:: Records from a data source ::
+++++

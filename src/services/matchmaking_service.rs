use rand::{Rng, distr::Alphanumeric};
use tracing::info;
use uuid::Uuid;

use crate::{
    dao::models::{Challenger, GameEntity, GameKind, GameListing},
    dto::{
        game::{CreatePrivateGameResponse, FindGameResponse, GameSnapshot, MatchStatus},
        validation::JOIN_CODE_LEN,
    },
    error::ServiceError,
    services::auth::PlayerIdentity,
    state::SharedState,
};

/// Join the oldest compatible waiting game, or queue a new one.
pub async fn find_game(
    state: &SharedState,
    player: &PlayerIdentity,
) -> Result<FindGameResponse, ServiceError> {
    let store = state.store();
    let challenger = challenger(state, player);

    if let Some(matched) = store.pop_and_join(challenger).await? {
        info!(game_id = %matched.game_id, player_id = %player.player_id, opponent = %matched.player1_id, "matched players");
        return Ok(FindGameResponse {
            status: MatchStatus::Matched,
            game_id: matched.game_id,
        });
    }

    let game = new_game(GameKind::Online, None, player);
    let game_id = game.id.clone();
    store.create_game(game, GameListing::Matchmaking).await?;
    info!(game_id, player_id = %player.player_id, "queued new game");

    Ok(FindGameResponse {
        status: MatchStatus::Waiting,
        game_id,
    })
}

/// Create a game reachable only through a fresh join code.
pub async fn create_private_game(
    state: &SharedState,
    player: &PlayerIdentity,
) -> Result<CreatePrivateGameResponse, ServiceError> {
    let join_code = generate_join_code();
    let game = new_game(GameKind::Private, Some(join_code.clone()), player);
    let game_id = game.id.clone();

    state
        .store()
        .create_game(game, GameListing::JoinCode(join_code.clone()))
        .await?;
    info!(game_id, player_id = %player.player_id, "created private game");

    Ok(CreatePrivateGameResponse { game_id, join_code })
}

/// Redeem a join code as second player.
pub async fn join_private_game(
    state: &SharedState,
    player: &PlayerIdentity,
    join_code: String,
) -> Result<FindGameResponse, ServiceError> {
    let matched = state
        .store()
        .join_private_game(join_code, challenger(state, player))
        .await?;
    info!(game_id = %matched.game_id, player_id = %player.player_id, "joined private game");

    Ok(FindGameResponse {
        status: MatchStatus::Matched,
        game_id: matched.game_id,
    })
}

/// Withdraw the caller's waiting game from matchmaking.
pub async fn cancel_matchmaking(
    state: &SharedState,
    player: &PlayerIdentity,
    game_id: String,
) -> Result<(), ServiceError> {
    state
        .store()
        .cancel_matchmaking(game_id.clone(), player.player_id.clone())
        .await?;
    info!(game_id, player_id = %player.player_id, "matchmaking cancelled");
    Ok(())
}

pub async fn get_game(state: &SharedState, game_id: String) -> Result<GameSnapshot, ServiceError> {
    state
        .store()
        .find_game(game_id.clone())
        .await?
        .map(GameSnapshot::from)
        .ok_or_else(|| ServiceError::NotFound(format!("game `{game_id}` not found")))
}

fn challenger(state: &SharedState, player: &PlayerIdentity) -> Challenger {
    Challenger {
        player_id: player.player_id.clone(),
        player_name: player.player_name.clone(),
        start_word: state.words().random_start_word(),
    }
}

fn new_game(kind: GameKind, join_code: Option<String>, player: &PlayerIdentity) -> GameEntity {
    GameEntity::waiting(
        Uuid::now_v7().to_string(),
        kind,
        join_code,
        player.player_id.clone(),
        player.player_name.clone(),
        now_millis(),
    )
}

fn generate_join_code() -> String {
    rand::rng()
        .sample_iter(&Alphanumeric)
        .take(JOIN_CODE_LEN)
        .map(char::from)
        .collect()
}

fn now_millis() -> i64 {
    let nanos = time::OffsetDateTime::now_utc().unix_timestamp_nanos();
    i64::try_from(nanos / 1_000_000).unwrap_or(i64::MAX)
}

+++++

:: Assignment ::
Please give every entry again, precisely as it appears.

:: Task answer ::
filename src/services/matchmaking_service.rs
use rand::{Rng, distr::Alphanumeric};
use tracing::info;
use uuid::Uuid;

use crate::{
    dao::models::{Challenger, GameEntity, GameKind, GameListing},
    dto::{
        game::{CreatePrivateGameResponse, FindGameResponse, GameSnapshot, MatchStatus},
        validation::JOIN_CODE_LEN,
    },
    error::ServiceError,
    services::auth::PlayerIdentity,
    state::SharedState,
};

/// Join the oldest compatible waiting game, or queue a new one.
pub async fn find_game(
    state: &SharedState,
    player: &PlayerIdentity,
) -> Result<FindGameResponse, ServiceError> {
    let store = state.store();
    let challenger = challenger(state, player);

    if let Some(matched) = store.pop_and_join(challenger).await? {
        info!(game_id = %matched.game_id, player_id = %player.player_id, opponent = %matched.player1_id, "matched players");
        return Ok(FindGameResponse {
            status: MatchStatus::Matched,
            game_id: matched.game_id,
        });
    }

    let game = new_game(GameKind::Online, None, player);
    let game_id = game.id.clone();
    store.create_game(game, GameListing::Matchmaking).await?;
    info!(game_id, player_id = %player.player_id, "queued new game");

    Ok(FindGameResponse {
        status: MatchStatus::Waiting,
        game_id,
    })
}

/// Create a game reachable only through a fresh join code.
pub async fn create_private_game(
    state: &SharedState,
    player: &PlayerIdentity,
) -> Result<CreatePrivateGameResponse, ServiceError> {
    let join_code = generate_join_code();
    let game = new_game(GameKind::Private, Some(join_code.clone()), player);
    let game_id = game.id.clone();

    state
        .store()
        .create_game(game, GameListing::JoinCode(join_code.clone()))
        .await?;
    info!(game_id, player_id = %player.player_id, "created private game");

    Ok(CreatePrivateGameResponse { game_id, join_code })
}

/// Redeem a join code as second player.
pub async fn join_private_game(
    state: &SharedState,
    player: &PlayerIdentity,
    join_code: String,
) -> Result<FindGameResponse, ServiceError> {
    let matched = state
        .store()
        .join_private_game(join_code, challenger(state, player))
        .await?;
    info!(game_id = %matched.game_id, player_id = %player.player_id, "joined private game");

    Ok(FindGameResponse {
        status: MatchStatus::Matched,
        game_id: matched.game_id,
    })
}

/// Withdraw the caller's waiting game from matchmaking.
pub async fn cancel_matchmaking(
    state: &SharedState,
    player: &PlayerIdentity,
    game_id: String,
) -> Result<(), ServiceError> {
    state
        .store()
        .cancel_matchmaking(game_id.clone(), player.player_id.clone())
        .await?;
    info!(game_id, player_id = %player.player_id, "matchmaking cancelled");
    Ok(())
}

pub async fn get_game(state: &SharedState, game_id: String) -> Result<GameSnapshot, ServiceError> {
    state
        .store()
        .find_game(game_id.clone())
        .await?
        .map(GameSnapshot::from)
        .ok_or_else(|| ServiceError::NotFound(format!("game `{game_id}` not found")))
}

fn challenger(state: &SharedState, player: &PlayerIdentity) -> Challenger {
    Challenger {
        player_id: player.player_id.clone(),
        player_name: player.player_name.clone(),
        start_word: state.words().random_start_word(),
    }
}

fn new_game(kind: GameKind, join_code: Option<String>, player: &PlayerIdentity) -> GameEntity {
    GameEntity::waiting(
        Uuid::now_v7().to_string(),
        kind,
        join_code,
        player.player_id.clone(),
        player.player_name.clone(),
        now_millis(),
    )
}

fn generate_join_code() -> String {
    rand::rng()
        .sample_iter(&Alphanumeric)
        .take(JOIN_CODE_LEN)
        .map(char::from)
        .collect()
}

fn now_millis() -> i64 {
    let nanos = time::OffsetDateTime::now_utc().unix_timestamp_nanos();
    i64::try_from(nanos / 1_000_000).unwrap_or(i64::MAX)
}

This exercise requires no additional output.